▼

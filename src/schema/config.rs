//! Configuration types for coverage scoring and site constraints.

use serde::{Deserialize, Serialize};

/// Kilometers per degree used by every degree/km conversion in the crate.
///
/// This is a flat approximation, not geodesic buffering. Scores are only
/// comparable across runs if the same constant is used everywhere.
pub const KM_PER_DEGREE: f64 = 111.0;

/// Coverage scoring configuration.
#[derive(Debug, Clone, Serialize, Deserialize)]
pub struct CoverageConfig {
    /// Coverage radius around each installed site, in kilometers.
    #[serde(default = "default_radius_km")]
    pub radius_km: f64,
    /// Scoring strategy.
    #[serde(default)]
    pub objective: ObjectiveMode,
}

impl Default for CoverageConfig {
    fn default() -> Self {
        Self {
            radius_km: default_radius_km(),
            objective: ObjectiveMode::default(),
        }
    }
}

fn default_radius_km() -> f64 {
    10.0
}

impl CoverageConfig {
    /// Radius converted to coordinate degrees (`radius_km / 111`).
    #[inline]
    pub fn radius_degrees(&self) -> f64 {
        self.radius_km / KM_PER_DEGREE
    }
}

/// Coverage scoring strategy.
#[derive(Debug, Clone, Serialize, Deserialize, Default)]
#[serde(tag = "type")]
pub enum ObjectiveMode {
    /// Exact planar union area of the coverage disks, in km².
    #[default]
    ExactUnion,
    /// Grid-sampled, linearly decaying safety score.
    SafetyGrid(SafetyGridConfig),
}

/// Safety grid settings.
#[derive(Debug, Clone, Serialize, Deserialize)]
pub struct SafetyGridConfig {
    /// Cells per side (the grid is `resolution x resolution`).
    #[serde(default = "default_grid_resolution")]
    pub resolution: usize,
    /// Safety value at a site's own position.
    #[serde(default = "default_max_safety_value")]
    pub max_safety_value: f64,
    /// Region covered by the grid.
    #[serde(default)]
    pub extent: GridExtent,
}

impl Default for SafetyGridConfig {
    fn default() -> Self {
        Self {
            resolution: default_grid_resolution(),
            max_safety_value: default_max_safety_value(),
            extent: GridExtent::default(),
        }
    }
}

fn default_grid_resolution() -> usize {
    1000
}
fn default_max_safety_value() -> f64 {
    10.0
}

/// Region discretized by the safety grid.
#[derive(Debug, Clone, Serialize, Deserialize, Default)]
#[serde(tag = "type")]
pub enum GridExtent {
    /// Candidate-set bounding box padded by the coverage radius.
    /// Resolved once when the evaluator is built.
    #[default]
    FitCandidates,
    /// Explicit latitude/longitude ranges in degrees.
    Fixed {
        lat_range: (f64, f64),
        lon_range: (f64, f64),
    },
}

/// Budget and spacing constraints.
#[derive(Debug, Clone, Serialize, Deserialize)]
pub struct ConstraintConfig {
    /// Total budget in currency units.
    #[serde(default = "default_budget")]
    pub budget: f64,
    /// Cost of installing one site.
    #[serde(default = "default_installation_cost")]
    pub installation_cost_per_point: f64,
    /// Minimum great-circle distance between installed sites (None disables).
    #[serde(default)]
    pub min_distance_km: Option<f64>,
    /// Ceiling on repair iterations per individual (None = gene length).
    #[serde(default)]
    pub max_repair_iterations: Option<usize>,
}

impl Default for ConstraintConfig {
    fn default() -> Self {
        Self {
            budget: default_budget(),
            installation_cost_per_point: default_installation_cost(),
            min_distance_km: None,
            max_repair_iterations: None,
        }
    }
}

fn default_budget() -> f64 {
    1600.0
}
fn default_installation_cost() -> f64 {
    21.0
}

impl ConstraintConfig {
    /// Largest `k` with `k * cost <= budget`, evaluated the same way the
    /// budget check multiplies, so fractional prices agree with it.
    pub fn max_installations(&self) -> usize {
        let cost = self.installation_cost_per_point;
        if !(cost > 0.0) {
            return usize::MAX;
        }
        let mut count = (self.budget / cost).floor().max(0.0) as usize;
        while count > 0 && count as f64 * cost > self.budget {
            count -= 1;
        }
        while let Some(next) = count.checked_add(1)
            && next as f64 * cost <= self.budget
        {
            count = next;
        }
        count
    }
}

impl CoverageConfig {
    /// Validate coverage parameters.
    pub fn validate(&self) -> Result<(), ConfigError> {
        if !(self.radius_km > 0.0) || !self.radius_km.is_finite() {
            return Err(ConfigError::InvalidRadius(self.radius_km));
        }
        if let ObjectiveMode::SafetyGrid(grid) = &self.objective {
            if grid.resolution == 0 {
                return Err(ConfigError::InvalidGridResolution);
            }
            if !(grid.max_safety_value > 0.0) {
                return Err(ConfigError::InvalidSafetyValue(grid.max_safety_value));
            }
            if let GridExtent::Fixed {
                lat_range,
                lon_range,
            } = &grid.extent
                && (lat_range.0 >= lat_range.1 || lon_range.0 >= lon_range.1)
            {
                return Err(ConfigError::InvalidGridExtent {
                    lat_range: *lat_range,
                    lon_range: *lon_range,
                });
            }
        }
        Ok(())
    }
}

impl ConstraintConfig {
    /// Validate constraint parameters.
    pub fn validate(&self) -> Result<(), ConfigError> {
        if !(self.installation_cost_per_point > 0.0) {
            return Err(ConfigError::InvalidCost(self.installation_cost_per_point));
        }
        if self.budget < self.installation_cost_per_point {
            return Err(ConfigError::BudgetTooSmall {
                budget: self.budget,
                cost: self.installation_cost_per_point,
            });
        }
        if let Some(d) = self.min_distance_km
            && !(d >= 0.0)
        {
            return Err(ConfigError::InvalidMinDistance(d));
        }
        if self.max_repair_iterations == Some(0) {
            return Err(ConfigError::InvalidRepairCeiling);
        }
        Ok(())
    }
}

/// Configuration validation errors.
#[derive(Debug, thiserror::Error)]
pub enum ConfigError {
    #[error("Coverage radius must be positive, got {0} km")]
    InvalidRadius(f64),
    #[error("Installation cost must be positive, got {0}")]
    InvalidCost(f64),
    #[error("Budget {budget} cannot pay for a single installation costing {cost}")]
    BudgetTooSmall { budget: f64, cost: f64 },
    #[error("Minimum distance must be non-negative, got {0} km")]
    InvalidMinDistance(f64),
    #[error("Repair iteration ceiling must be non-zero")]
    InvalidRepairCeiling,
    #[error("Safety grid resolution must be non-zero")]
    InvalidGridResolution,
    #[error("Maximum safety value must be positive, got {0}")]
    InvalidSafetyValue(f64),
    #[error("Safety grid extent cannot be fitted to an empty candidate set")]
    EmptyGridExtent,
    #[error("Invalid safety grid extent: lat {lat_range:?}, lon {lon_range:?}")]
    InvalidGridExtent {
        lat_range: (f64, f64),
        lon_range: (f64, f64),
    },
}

▲

The entries above are to be transcribed in full and without error.

**ANSWER BELOW**
filename src/schema/config.rs
//! Configuration types for coverage scoring and site constraints.

use serde::{Deserialize, Serialize};

/// Kilometers per degree used by every degree/km conversion in the crate.
///
/// This is a flat approximation, not geodesic buffering. Scores are only
/// comparable across runs if the same constant is used everywhere.
pub const KM_PER_DEGREE: f64 = 111.0;

/// Coverage scoring configuration.
#[derive(Debug, Clone, Serialize, Deserialize)]
pub struct CoverageConfig {
    /// Coverage radius around each installed site, in kilometers.
    #[serde(default = "default_radius_km")]
    pub radius_km: f64,
    /// Scoring strategy.
    #[serde(default)]
    pub objective: ObjectiveMode,
}

impl Default for CoverageConfig {
    fn default() -> Self {
        Self {
            radius_km: default_radius_km(),
            objective: ObjectiveMode::default(),
        }
    }
}

fn default_radius_km() -> f64 {
    10.0
}

impl CoverageConfig {
    /// Radius converted to coordinate degrees (`radius_km / 111`).
    #[inline]
    pub fn radius_degrees(&self) -> f64 {
        self.radius_km / KM_PER_DEGREE
    }
}

/// Coverage scoring strategy.
#[derive(Debug, Clone, Serialize, Deserialize, Default)]
#[serde(tag = "type")]
pub enum ObjectiveMode {
    /// Exact planar union area of the coverage disks, in km².
    #[default]
    ExactUnion,
    /// Grid-sampled, linearly decaying safety score.
    SafetyGrid(SafetyGridConfig),
}

/// Safety grid settings.
#[derive(Debug, Clone, Serialize, Deserialize)]
pub struct SafetyGridConfig {
    /// Cells per side (the grid is `resolution x resolution`).
    #[serde(default = "default_grid_resolution")]
    pub resolution: usize,
    /// Safety value at a site's own position.
    #[serde(default = "default_max_safety_value")]
    pub max_safety_value: f64,
    /// Region covered by the grid.
    #[serde(default)]
    pub extent: GridExtent,
}

impl Default for SafetyGridConfig {
    fn default() -> Self {
        Self {
            resolution: default_grid_resolution(),
            max_safety_value: default_max_safety_value(),
            extent: GridExtent::default(),
        }
    }
}

fn default_grid_resolution() -> usize {
    1000
}
fn default_max_safety_value() -> f64 {
    10.0
}

/// Region discretized by the safety grid.
#[derive(Debug, Clone, Serialize, Deserialize, Default)]
#[serde(tag = "type")]
pub enum GridExtent {
    /// Candidate-set bounding box padded by the coverage radius.
    /// Resolved once when the evaluator is built.
    #[default]
    FitCandidates,
    /// Explicit latitude/longitude ranges in degrees.
    Fixed {
        lat_range: (f64, f64),
        lon_range: (f64, f64),
    },
}

/// Budget and spacing constraints.
#[derive(Debug, Clone, Serialize, Deserialize)]
pub struct ConstraintConfig {
    /// Total budget in currency units.
    #[serde(default = "default_budget")]
    pub budget: f64,
    /// Cost of installing one site.
    #[serde(default = "default_installation_cost")]
    pub installation_cost_per_point: f64,
    /// Minimum great-circle distance between installed sites (None disables).
    #[serde(default)]
    pub min_distance_km: Option<f64>,
    /// Ceiling on repair iterations per individual (None = gene length).
    #[serde(default)]
    pub max_repair_iterations: Option<usize>,
}

impl Default for ConstraintConfig {
    fn default() -> Self {
        Self {
            budget: default_budget(),
            installation_cost_per_point: default_installation_cost(),
            min_distance_km: None,
            max_repair_iterations: None,
        }
    }
}

fn default_budget() -> f64 {
    1600.0
}
fn default_installation_cost() -> f64 {
    21.0
}

impl ConstraintConfig {
    /// Largest `k` with `k * cost <= budget`, evaluated the same way the
    /// budget check multiplies, so fractional prices agree with it.
    pub fn max_installations(&self) -> usize {
        let cost = self.installation_cost_per_point;
        if !(cost > 0.0) {
            return usize::MAX;
        }
        let mut count = (self.budget / cost).floor().max(0.0) as usize;
        while count > 0 && count as f64 * cost > self.budget {
            count -= 1;
        }
        while let Some(next) = count.checked_add(1)
            && next as f64 * cost <= self.budget
        {
            count = next;
        }
        count
    }
}

impl CoverageConfig {
    /// Validate coverage parameters.
    pub fn validate(&self) -> Result<(), ConfigError> {
        if !(self.radius_km > 0.0) || !self.radius_km.is_finite() {
            return Err(ConfigError::InvalidRadius(self.radius_km));
        }
        if let ObjectiveMode::SafetyGrid(grid) = &self.objective {
            if grid.resolution == 0 {
                return Err(ConfigError::InvalidGridResolution);
            }
            if !(grid.max_safety_value > 0.0) {
                return Err(ConfigError::InvalidSafetyValue(grid.max_safety_value));
            }
            if let GridExtent::Fixed {
                lat_range,
                lon_range,
            } = &grid.extent
                && (lat_range.0 >= lat_range.1 || lon_range.0 >= lon_range.1)
            {
                return Err(ConfigError::InvalidGridExtent {
                    lat_range: *lat_range,
                    lon_range: *lon_range,
                });
            }
        }
        Ok(())
    }
}

impl ConstraintConfig {
    /// Validate constraint parameters.
    pub fn validate(&self) -> Result<(), ConfigError> {
        if !(self.installation_cost_per_point > 0.0) {
            return Err(ConfigError::InvalidCost(self.installation_cost_per_point));
        }
        if self.budget < self.installation_cost_per_point {
            return Err(ConfigError::BudgetTooSmall {
                budget: self.budget,
                cost: self.installation_cost_per_point,
            });
        }
        if let Some(d) = self.min_distance_km
            && !(d >= 0.0)
        {
            return Err(ConfigError::InvalidMinDistance(d));
        }
        if self.max_repair_iterations == Some(0) {
            return Err(ConfigError::InvalidRepairCeiling);
        }
        Ok(())
    }
}

/// Configuration validation errors.
#[derive(Debug, thiserror::Error)]
pub enum ConfigError {
    #[error("Coverage radius must be positive, got {0} km")]
    InvalidRadius(f64),
    #[error("Installation cost must be positive, got {0}")]
    InvalidCost(f64),
    #[error("Budget {budget} cannot pay for a single installation costing {cost}")]
    BudgetTooSmall { budget: f64, cost: f64 },
    #[error("Minimum distance must be non-negative, got {0} km")]
    InvalidMinDistance(f64),
    #[error("Repair iteration ceiling must be non-zero")]
    InvalidRepairCeiling,
    #[error("Safety grid resolution must be non-zero")]
    InvalidGridResolution,
    #[error("Maximum safety value must be positive, got {0}")]
    InvalidSafetyValue(f64),
    #[error("Safety grid extent cannot be fitted to an empty candidate set")]
    EmptyGridExtent,
    #[error("Invalid safety grid extent: lat {lat_range:?}, lon {lon_range:?}")]
    InvalidGridExtent {
        lat_range: (f64, f64),
        lon_range: (f64, f64),
    },
}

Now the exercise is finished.